Saved data entries:
____________

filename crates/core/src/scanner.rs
//! Enumerates candidate files under the source root and streams them to
//! the placement loop.

use globset::{Glob, GlobSet, GlobSetBuilder};
use std::fs;
use std::path::{Path, PathBuf};
use std::time::SystemTime;
use tokio::sync::mpsc;
use tokio::task;
use walkdir::WalkDir;

#[derive(Debug, Clone)]
pub struct CandidateFile {
    pub path: PathBuf,
    pub mtime: SystemTime,
}

#[derive(Debug, Clone, Default)]
pub struct ScanOptions {
    pub recursive: bool,
    pub excludes: Vec<String>,
}

/// Walks the source root on a blocking task and feeds candidates through a
/// channel, one at a time. Non-recursive scans only see the root itself, so
/// files already placed under category subtrees are never re-examined; in
/// recursive mode `prune` cuts off the destination subtree.
pub fn spawn_walker(
    root: PathBuf,
    prune: Option<PathBuf>,
    opts: ScanOptions,
) -> anyhow::Result<(mpsc::Receiver<CandidateFile>, task::JoinHandle<()>)> {
    let exclude_set = build_globset(&opts.excludes)?;
    let (tx, rx) = mpsc::channel(100);

    let handle = task::spawn_blocking(move || {
        let max_depth = if opts.recursive { usize::MAX } else { 1 };
        for entry in WalkDir::new(&root)
            .max_depth(max_depth)
            .follow_links(true)
            .into_iter()
            .filter_entry(|e| should_descend(e.path(), &root, prune.as_deref(), &exclude_set))
        {
            let entry = match entry {
                Ok(e) => e,
                Err(_) => continue,
            };

            let path = entry.path();
            if path.is_dir() || is_hidden(path) || exclude_set.is_match(path) {
                continue;
            }

            let meta = match fs::metadata(path) {
                Ok(m) => m,
                Err(_) => continue,
            };
            if !meta.is_file() {
                continue;
            }
            let mtime = meta.modified().unwrap_or(SystemTime::UNIX_EPOCH);

            let item = CandidateFile {
                path: path.to_path_buf(),
                mtime,
            };
            if tx.blocking_send(item).is_err() {
                // Receiver dropped, stop walking.
                break;
            }
        }
    });

    Ok((rx, handle))
}

fn build_globset(patterns: &[String]) -> anyhow::Result<GlobSet> {
    let mut builder = GlobSetBuilder::new();
    for pat in patterns {
        let glob = Glob::new(pat)?;
        builder.add(glob);
    }
    Ok(builder.build()?)
}

fn should_descend(path: &Path, root: &Path, prune: Option<&Path>, excludes: &GlobSet) -> bool {
    if path == root {
        return true;
    }
    if let Some(pruned) = prune {
        if path.starts_with(pruned) {
            return false;
        }
    }
    if is_hidden(path) {
        return false;
    }
    !excludes.is_match(path)
}

fn is_hidden(path: &Path) -> bool {
    path.file_name()
        .and_then(|n| n.to_str())
        .map(|s| s.starts_with('.'))
        .unwrap_or(false)
}

#[cfg(test)]
mod tests {
    use super::*;

    async fn collect(
        root: PathBuf,
        prune: Option<PathBuf>,
        opts: ScanOptions,
    ) -> Vec<PathBuf> {
        let (mut rx, handle) = spawn_walker(root, prune, opts).unwrap();
        let mut found = Vec::new();
        while let Some(item) = rx.recv().await {
            found.push(item.path);
        }
        handle.await.unwrap();
        found.sort();
        found
    }

    #[tokio::test]
    async fn non_recursive_scan_stays_at_the_root() {
        let dir = tempfile::tempdir().unwrap();
        std::fs::write(dir.path().join("a.pdf"), "x").unwrap();
        std::fs::create_dir_all(dir.path().join("documentos/2024")).unwrap();
        std::fs::write(dir.path().join("documentos/2024/b.pdf"), "x").unwrap();

        let found = collect(dir.path().to_path_buf(), None, ScanOptions::default()).await;
        assert_eq!(found, vec![dir.path().join("a.pdf")]);
    }

    #[tokio::test]
    async fn recursive_scan_descends_but_respects_prune() {
        let dir = tempfile::tempdir().unwrap();
        std::fs::write(dir.path().join("a.pdf"), "x").unwrap();
        std::fs::create_dir_all(dir.path().join("nested")).unwrap();
        std::fs::write(dir.path().join("nested/b.pdf"), "x").unwrap();
        std::fs::create_dir_all(dir.path().join("sorted")).unwrap();
        std::fs::write(dir.path().join("sorted/c.pdf"), "x").unwrap();

        let opts = ScanOptions {
            recursive: true,
            excludes: vec![],
        };
        let found = collect(
            dir.path().to_path_buf(),
            Some(dir.path().join("sorted")),
            opts,
        )
        .await;
        assert_eq!(
            found,
            vec![dir.path().join("a.pdf"), dir.path().join("nested/b.pdf")]
        );
    }

    #[tokio::test]
    async fn hidden_and_excluded_files_are_skipped() {
        let dir = tempfile::tempdir().unwrap();
        std::fs::write(dir.path().join(".hidden.pdf"), "x").unwrap();
        std::fs::write(dir.path().join("keep.pdf"), "x").unwrap();
        std::fs::write(dir.path().join("skip.iso"), "x").unwrap();

        let opts = ScanOptions {
            recursive: false,
            excludes: vec!["*.iso".to_string()],
        };
        let found = collect(dir.path().to_path_buf(), None, opts).await;
        assert_eq!(found, vec![dir.path().join("keep.pdf")]);
    }
}
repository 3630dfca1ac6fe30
//! Public library modules for the CLI crate
pub mod watch;
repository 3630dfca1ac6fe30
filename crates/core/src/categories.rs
use serde::{Deserialize, Serialize};
use std::fs;
use std::path::Path;

/// Label for files whose extension matches no rule.
pub const DEFAULT_CATEGORY: &str = "otros";

// Browser temp extensions; these files are still being written.
const TEMP_EXTENSIONS: [&str; 3] = ["crdownload", "part", "tmp"];

#[derive(Debug, Clone, Deserialize, Serialize)]
pub struct CategoryRule {
    pub label: String,
    pub extensions: Vec<String>,
}

impl CategoryRule {
    fn new(label: &str, extensions: &[&str]) -> Self {
        CategoryRule {
            label: label.to_string(),
            extensions: extensions.iter().map(|e| e.to_string()).collect(),
        }
    }
}

/// The built-in rule table. Checked in order; first match wins.
pub fn default_rules() -> Vec<CategoryRule> {
    vec![
        CategoryRule::new(
            "datos",
            &[
                "xls", "xlsx", "xlsm", "ods", "csv", "tsv", "sql", "sqlite", "db", "mdb",
                "accdb", "dump", "bak", "parquet", "feather", "orc",
            ],
        ),
        CategoryRule::new(
            "documentos",
            &[
                "pdf", "txt", "doc", "docx", "ppt", "pptx", "vtt", "odt", "rtf", "epub",
                "md", "srt",
            ],
        ),
        CategoryRule::new(
            "imagenes",
            &["jpg", "jpeg", "png", "gif", "bmp", "tiff", "webp"],
        ),
        CategoryRule::new(
            "videos",
            &["mp4", "mkv", "avi", "mov", "wmv", "flv", "webm"],
        ),
        CategoryRule::new("comprimidos", &["zip", "rar", "7z", "gz", "tar", "bz2", "xz"]),
        CategoryRule::new(
            "scripts",
            &[
                "py", "ipynb", "js", "ts", "json", "rs", "c", "cpp", "cxx", "h", "hpp",
                "html", "htm", "css", "sh", "bat", "ps1",
            ],
        ),
    ]
}

/// Returns the category label for an extension, or [`DEFAULT_CATEGORY`] if
/// no rule matches. Total over all strings; the leading dot is optional and
/// matching is case-insensitive.
pub fn classify<'a>(rules: &'a [CategoryRule], extension: &str) -> &'a str {
    let ext = normalize_ext(extension);
    rules
        .iter()
        .find(|r| r.extensions.iter().any(|e| normalize_ext(e) == ext))
        .map(|r| r.label.as_str())
        .unwrap_or(DEFAULT_CATEGORY)
}

/// True for in-progress browser downloads (.crdownload, .part, .tmp).
pub fn is_temp_download(path: &Path) -> bool {
    path.extension()
        .and_then(|e| e.to_str())
        .map(|e| TEMP_EXTENSIONS.contains(&normalize_ext(e).as_str()))
        .unwrap_or(false)
}

fn normalize_ext(ext: &str) -> String {
    ext.trim_start_matches('.').to_lowercase()
}

/// Loads a rule table from a directory of TOML files, one rule per file,
/// ordered by file name. A missing directory yields the built-in table.
pub fn load_rules_from_dir(dir: &Path) -> anyhow::Result<Vec<CategoryRule>> {
    if !dir.exists() {
        return Ok(default_rules());
    }
    let mut entries: Vec<_> = fs::read_dir(dir)?
        .filter_map(|e| e.ok())
        .filter(|e| e.path().extension().and_then(|x| x.to_str()) == Some("toml"))
        .map(|e| e.path())
        .collect();
    entries.sort();
    let mut rules = Vec::new();
    for path in entries {
        let content = fs::read_to_string(&path)?;
        let rule: CategoryRule = toml::from_str(&content)?;
        rules.push(rule);
    }
    if rules.is_empty() {
        return Ok(default_rules());
    }
    Ok(rules)
}
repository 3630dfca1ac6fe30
use anyhow::Result;
use downsort_core::config::AppConfig;
use downsort_core::logbook::MoveLog;
use downsort_core::pipeline::{self, OrganizeOptions};
use downsort_core::placer::{self, Placement};
use notify::event::ModifyKind;
use notify::{EventKind, RecommendedWatcher, RecursiveMode, Watcher};
use std::path::Path;
use std::sync::mpsc::channel;
use std::time::Duration;

pub async fn watch_downloads(cfg: AppConfig) -> Result<()> {
    let source = cfg.source_root()?;
    anyhow::ensure!(
        source.is_dir(),
        "source directory does not exist: {}",
        source.display()
    );
    let dest_root = cfg.destination_root(&source);
    let rules = pipeline::load_rules(&cfg)?;

    // First pass: place whatever is already sitting in the folder.
    let run = pipeline::run_organize(&cfg, OrganizeOptions::default()).await?;
    println!(
        "initial pass: discovered {}, moved {}, skipped {}",
        run.summary.discovered, run.summary.moved, run.summary.skipped
    );

    let log_path = cfg.log_path(&dest_root);
    let mut log = MoveLog::open(&log_path)?;

    let (tx, rx) = channel();
    let mut watcher: RecommendedWatcher = Watcher::new(
        tx,
        notify::Config::default().with_poll_interval(Duration::from_secs(2)),
    )?;
    // Only the root: placed files live in subfolders and are never revisited.
    watcher.watch(&source, RecursiveMode::NonRecursive)?;

    println!("Watching {} ...", source.display());
    loop {
        match rx.recv() {
            Ok(event) => {
                if let Ok(ev) = event {
                    if !is_arrival(&ev.kind) {
                        continue;
                    }
                    for path in ev.paths {
                        if !path.is_file() {
                            continue;
                        }
                        // The browser may still be writing; give it a moment.
                        tokio::time::sleep(Duration::from_secs(1)).await;
                        let placement = placer::place(&path, &dest_root, &rules, &mut log, false);
                        report(&path, placement);
                    }
                }
            }
            Err(e) => eprintln!("watch error: {:?}", e),
        }
    }
}

/// Created files and renames into place count as arrivals (browsers
/// download to a temp name, then rename to the final one). Data-modify
/// events do not; the file is still being written.
pub fn is_arrival(kind: &EventKind) -> bool {
    matches!(
        kind,
        EventKind::Create(_) | EventKind::Modify(ModifyKind::Name(_))
    )
}

fn report(path: &Path, placement: Placement) {
    match placement {
        Placement::Moved(record) => println!(
            "[MOVE] {} -> {}",
            record.source.display(),
            record.destination.display()
        ),
        Placement::Skipped(reason) if reason.is_failure() => {
            eprintln!("[SKIP] {}: {}", path.display(), reason)
        }
        _ => {}
    }
}
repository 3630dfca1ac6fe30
//! The placement engine: decides a destination and moves a file there once.

use crate::calendar;
use crate::categories::{self, CategoryRule};
use crate::logbook::MoveLog;
use crate::models::{MoveRecord, PlacementDecision};
use chrono::{DateTime, Local};
use std::fs;
use std::io;
use std::path::{Path, PathBuf};
use thiserror::Error;
use tracing::{debug, warn};

#[derive(Debug, Error)]
pub enum SkipReason {
    #[error("not a regular file")]
    NotAFile,
    #[error("download still in progress")]
    TemporaryDownload,
    #[error("the move log is never placed")]
    LogFile,
    #[error("already at its destination")]
    AlreadyPlaced,
    #[error("source vanished before the move")]
    SourceVanished,
    #[error("io error: {0}")]
    Io(#[from] io::Error),
}

impl SkipReason {
    /// Policy skips are expected traffic; only genuine failures are worth
    /// a log line.
    pub fn is_failure(&self) -> bool {
        matches!(self, SkipReason::SourceVanished | SkipReason::Io(_))
    }
}

#[derive(Debug)]
pub enum Placement {
    Moved(MoveRecord),
    Planned(PlacementDecision),
    Skipped(SkipReason),
}

/// Computes the destination for a file with the given modification date.
/// Deterministic in (extension, date); never touches the filesystem.
pub fn plan(
    source: &Path,
    modified: DateTime<Local>,
    rules: &[CategoryRule],
    dest_root: &Path,
) -> PlacementDecision {
    let extension = source.extension().and_then(|e| e.to_str()).unwrap_or("");
    let category = categories::classify(rules, extension).to_string();
    let bucket = calendar::bucket(modified);
    let file_name = source
        .file_name()
        .map(|n| n.to_string_lossy().into_owned())
        .unwrap_or_default();
    let destination = dest_root
        .join(&category)
        .join(bucket.year.to_string())
        .join(bucket.month)
        .join(bucket.half)
        .join(&file_name);
    PlacementDecision {
        source: source.to_path_buf(),
        file_name,
        category,
        bucket,
        destination,
    }
}

/// Classifies and moves one file under the destination root. Per-file
/// problems become a `Skipped` outcome; this function never fails a run.
pub fn place(
    source: &Path,
    dest_root: &Path,
    rules: &[CategoryRule],
    log: &mut MoveLog,
    dry_run: bool,
) -> Placement {
    match try_place(source, dest_root, rules, log, dry_run) {
        Ok(placement) => placement,
        Err(reason) => {
            if reason.is_failure() {
                warn!(path = %source.display(), %reason, "skipping file");
                if let Err(e) = log.record_skip(source, &reason) {
                    warn!(error = %e, "could not write to move log");
                }
            } else {
                debug!(path = %source.display(), %reason, "skipping file");
            }
            Placement::Skipped(reason)
        }
    }
}

fn try_place(
    source: &Path,
    dest_root: &Path,
    rules: &[CategoryRule],
    log: &mut MoveLog,
    dry_run: bool,
) -> Result<Placement, SkipReason> {
    if log.is_log_path(source) {
        return Err(SkipReason::LogFile);
    }
    if categories::is_temp_download(source) {
        return Err(SkipReason::TemporaryDownload);
    }
    let meta = match fs::metadata(source) {
        Ok(m) => m,
        Err(e) if e.kind() == io::ErrorKind::NotFound => return Err(SkipReason::SourceVanished),
        Err(e) => return Err(SkipReason::Io(e)),
    };
    if !meta.is_file() {
        return Err(SkipReason::NotAFile);
    }
    let modified = DateTime::<Local>::from(meta.modified()?);

    let decision = plan(source, modified, rules, dest_root);
    // A file already sitting in its bucket stays put; duplicate events and
    // recursive re-scans are no-ops.
    if source.parent() == decision.destination.parent() {
        return Err(SkipReason::AlreadyPlaced);
    }

    if dry_run {
        return Ok(Placement::Planned(decision));
    }

    if let Some(dir) = decision.destination.parent() {
        fs::create_dir_all(dir)?;
    }
    let target = resolve_collision(&decision.destination);
    move_file(source, &target)?;

    let record = MoveRecord {
        source: source.to_path_buf(),
        destination: target,
        moved_at: Local::now(),
    };
    if let Err(e) = log.record_move(&record) {
        warn!(error = %e, "could not write to move log");
    }
    Ok(Placement::Moved(record))
}

/// Picks a free destination name. While the name is taken, appends `_{n}`
/// before the extension, counting from 1. Never overwrites.
fn resolve_collision(dest: &Path) -> PathBuf {
    if !dest.exists() {
        return dest.to_path_buf();
    }
    let stem = dest
        .file_stem()
        .and_then(|s| s.to_str())
        .unwrap_or("file")
        .to_string();
    let ext = dest
        .extension()
        .and_then(|e| e.to_str())
        .unwrap_or("")
        .to_string();
    let parent = dest.parent().unwrap_or_else(|| Path::new("."));
    let mut counter = 1;
    loop {
        let name = if ext.is_empty() {
            format!("{}_{}", stem, counter)
        } else {
            format!("{}_{}.{}", stem, counter, ext)
        };
        let candidate = parent.join(name);
        if !candidate.exists() {
            return candidate;
        }
        counter += 1;
    }
}

fn move_file(from: &Path, to: &Path) -> Result<(), SkipReason> {
    match fs::rename(from, to) {
        Ok(()) => Ok(()),
        Err(e) if e.kind() == io::ErrorKind::NotFound => Err(SkipReason::SourceVanished),
        Err(_) => {
            // rename cannot cross filesystems; fall back to copy + delete.
            fs::copy(from, to).map_err(|e| match e.kind() {
                io::ErrorKind::NotFound => SkipReason::SourceVanished,
                _ => SkipReason::Io(e),
            })?;
            fs::remove_file(from)?;
            Ok(())
        }
    }
}
// Copyright 2025 The Rustux Authors
//
// Use of this source code is governed by a MIT-style
// license that can be found in the LICENSE file or at
// https://opensource.org/licenses/MIT

//! Page Zero and Copy Hooks
//!
//! Physical pages are zeroed and copied through two kernel windows reserved
//! at bootstrap. The source window is mapped read-only and the destination
//! read/write; both are flushed from the TLB before use and cleaned from the
//! data cache afterwards.
//!
//! XScale maps the windows through the mini-data cache so bulk copies do not
//! evict the main data cache; cleaning the mini-data cache replaces the
//! range flushes.

use super::PmapContext;
use crate::kernel::arch::arm::pte::{MmuVariant, PteKind};
use crate::kernel::vm::layout::{is_page_aligned, PAddr, VAddr, L2_S_FRAME, PAGE_SIZE};

#[allow(dead_code)]
const LOCAL_TRACE: bool = false;

impl PmapContext {
    /// Descriptor for a page hook window
    fn hook_pte(&self, pa: PAddr, writable: bool) -> u32 {
        let t = &self.templates;
        t.l2_s_proto
            | (pa as u32 & L2_S_FRAME as u32)
            | t.l2_s_prot(PteKind::Kernel, writable)
            | t.l2_s_hook_cache_mode()
    }

    /// Point a hook window at `pa`
    fn map_hook(&self, va: VAddr, pa: PAddr, writable: bool) {
        let l2b = match self.get_l2_bucket(&self.kernel_pmap, va) {
            Some(l2b) => l2b,
            None => panic!("page hook: no L2 table for va {:#x}", va),
        };
        l2b.set_pte(va, self.hook_pte(pa, writable));
        self.pte_sync(l2b.pte_addr(va));
    }

    /// Fill the physical page at `pa` with zeros
    pub fn zero_page(&self, pa: PAddr) {
        assert!(is_page_aligned(pa), "zero_page: unaligned pa {:#x}", pa);
        if let Some(pg) = self.pages.lookup(pa) {
            debug_assert!(pg.mapping_count() == 0, "zero_page: page has mappings");
        }

        let _hook = self.hook_lock.lock();
        let dst = self.cdst_va;

        self.map_hook(dst, pa, true);
        self.cpu.tlb_flush_d_se(dst);
        self.cpu.cpwait();
        self.cpu.zero_page(dst);

        match self.config.variant {
            MmuVariant::XScale => self.cpu.xscale_cache_clean_minidata(),
            _ => self.cpu.dcache_wbinv_range(dst, PAGE_SIZE),
        }
        crate::LTRACEF!("zero_page pa {:#x}", pa);
    }

    /// Copy the physical page at `src` to `dst`
    ///
    /// The source page lock is held across the copy so no new mapping can
    /// create an alias while the window is live.
    pub fn copy_page(&self, src: PAddr, dst: PAddr) {
        assert!(
            is_page_aligned(src) && is_page_aligned(dst),
            "copy_page: unaligned src {:#x} dst {:#x}",
            src,
            dst
        );
        if let Some(pg) = self.pages.lookup(dst) {
            debug_assert!(pg.mapping_count() == 0, "copy_page: dst page has mappings");
        }

        let src_md = self.pages.lookup(src).map(|pg| pg.lock());
        if let Some(md) = src_md.as_deref() {
            self.clean_page(md, true);
        }

        let _hook = self.hook_lock.lock();
        let (csrc, cdst) = (self.csrc_va, self.cdst_va);

        self.map_hook(csrc, src, false);
        self.map_hook(cdst, dst, true);
        self.cpu.tlb_flush_d_se(csrc);
        self.cpu.tlb_flush_d_se(cdst);
        self.cpu.cpwait();
        self.cpu.copy_page(csrc, cdst);

        match self.config.variant {
            MmuVariant::XScale => {
                drop(src_md);
                self.cpu.xscale_cache_clean_minidata();
            }
            _ => {
                self.cpu.dcache_inv_range(csrc, PAGE_SIZE);
                drop(src_md);
                self.cpu.dcache_wbinv_range(cdst, PAGE_SIZE);
            }
        }
        crate::LTRACEF!("copy_page {:#x} -> {:#x}", src, dst);
    }
}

____________

◆ Work to be completed ◆
The lines in the entries above that carry the word "derive" must be copied.

◆ Written answer ◆
#[derive(Debug, Clone)]
#[derive(Debug, Clone, Default)]
#[derive(Debug, Clone, Deserialize, Serialize)]
#[derive(Debug, Error)]
#[derive(Debug)]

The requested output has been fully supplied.